Определила красотуля моя зону моего особого внимания, сказала еще разок 'ой!' и, смущенно покраснев, в кубрик сиганула. Дядь Дима ухмыльнулся, к штурвалу встал, РУД вперед толкнул, 'и в море он свой утлый челн направил'. Из бухты вышел, штурвал закрепил и ко мне обернулся. Я шишман на затылке пальпирую, по палубе копыта разбросал, спиной на борт навалившись. Добротный шишак получился. По-моему я стал значительно умнее! И кепку мне надо размера на два больше теперь. Болит только, сволочь.
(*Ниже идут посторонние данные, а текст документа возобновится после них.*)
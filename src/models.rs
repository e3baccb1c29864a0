//! Frontend Models
//!
//! Static tables behind the navigation hub and the dummy records page.

/// One entry of a navigation list
#[derive(Debug, Clone, Copy, PartialEq, Eq)]
pub struct PrototypeLink {
    pub id: &'static str,
    pub title: &'static str,
    pub description: &'static str,
    pub href: &'static str,
}

/// Prototype index entries
pub const PROTOTYPE_LINKS: &[PrototypeLink] = &[PrototypeLink {
    id: "heatstroke-check",
    title: "熱中症チェックシステム",
    description: "建設現場向けの熱中症対策チェック記録と運用管理を行うプロトタイプ",
    href: "/heatstroke_check",
}];

/// Pages reachable from the heatstroke check home
pub const HEATSTROKE_PAGES: &[PrototypeLink] = &[
    PrototypeLink {
        id: "setting",
        title: "熱中症チェック項目設定/QRコード印刷",
        description: "チェック項目の設定と現場掲示用QRコードの印刷を行うページ",
        href: "/heatstroke_check/check-item-settings",
    },
    PrototypeLink {
        id: "record",
        title: "熱中症チェック記録",
        description: "職長や職人のチェック記録を入力・確認するページ",
        href: "/heatstroke_check/check-records",
    },
];

#[derive(Debug, Clone, Copy, PartialEq, Eq)]
pub enum RecordStatus {
    Recorded,
    NotRecorded,
}

impl RecordStatus {
    pub fn label(&self) -> &'static str {
        match self {
            RecordStatus::Recorded => "記録済み",
            RecordStatus::NotRecorded => "未記録",
        }
    }

    pub fn badge_class(&self) -> &'static str {
        match self {
            RecordStatus::Recorded => "status-badge recorded",
            RecordStatus::NotRecorded => "status-badge missing",
        }
    }
}

/// Row of the dummy records table (no backing store)
#[derive(Debug, Clone, Copy, PartialEq, Eq)]
pub struct CheckRecord {
    pub company: &'static str,
    pub user: &'static str,
    pub date: &'static str,
    pub status: RecordStatus,
}

pub const DUMMY_RECORDS: &[CheckRecord] = &[
    CheckRecord {
        company: "A設備工業",
        user: "山田 太郎（職長）",
        date: "2026-02-15",
        status: RecordStatus::Recorded,
    },
    CheckRecord {
        company: "B建設",
        user: "佐藤 花子（職人）",
        date: "2026-02-15",
        status: RecordStatus::Recorded,
    },
    CheckRecord {
        company: "C電工",
        user: "鈴木 一郎（職長）",
        date: "2026-02-15",
        status: RecordStatus::NotRecorded,
    },
];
Напряг дядя Дима парус, дизелек заглушил, посмотрел на меня значительным взглядом, да и присел рядом. И с усмешечкой вопросы задавать стал. Уж больно я несуразен. Про родителей моих. Ответил я за папу с мамой, мол, сирота казанская, по факту. А так, мол, сын достойных родителей. А на счет Кати, самые серьезные намерения питаю. Это чтобы все неясности разом прекратить. Не уверен только вот, что кирия Катерина намерения мои разделяет.
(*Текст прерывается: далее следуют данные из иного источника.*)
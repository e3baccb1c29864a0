//! Repository Layer
//!
//! Persistence port and its backends.

mod traits;
mod error;
mod document_repo;
mod memory_store;
mod file_store;
pub mod legacy;

#[cfg(test)]
mod tests;

pub use traits::{DocumentStore, PatternRepository};
pub use error::{StorageError, StorageResult};
pub use document_repo::DocumentRepository;
pub use memory_store::MemoryStore;
pub use file_store::JsonFileStore;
Дядька разулыбался на откровенность мою, похопал по плечу ободряюще. И только вознамерился он поведать о любви стастной и безудержной ко мне кирии Катерины, как та себя явила взорам, солнце затмив. В портках уже, в сандалиях на босу ногу, и медосмотр мне с причитаниями учинила - а больно ли мне? Сильно ли меня приложило? Нет ли у меня тошноты и прочих симптомов мозготрясения? Ну, ответил ей, что это совершенно исключено, в связи с отсутствием таковых. Она, голубица, уже бинты из аптечного чемоданчика добывает, но решил я под раненых героев не косить, и в Щорсы не ходить. Пресек ласково, но твердо поползновения ее, снабдить меня тюрбанчиком, и пока дядя Дима судном правит, сорвал с уст манящих жгучий мимолетный поцелуй. А во втором и последующих, жестокая мне отказала, выдав щелбан по многострадальной тыкве. Что за манеры ужасные у такой воспитанной кирии?! Погрозила пальчиком, на дядю глазами повела, и пальчик тот к губкам алым прижала. А я к ней снова, воспаленным воображением вдохновляемый, с предложением руки и сердца. Но ловко ушла от ответа, чертовка! Показала на черный цвет одежд своих, сказала про february, показала на дядю, и велела к тому за благословением обращаться. Мол, если дядя, как глава семьи дозволит. Вот, новый поворот. Теперь у нас, дядя банкует. Развели тут 'домостроевщину', понимаешь!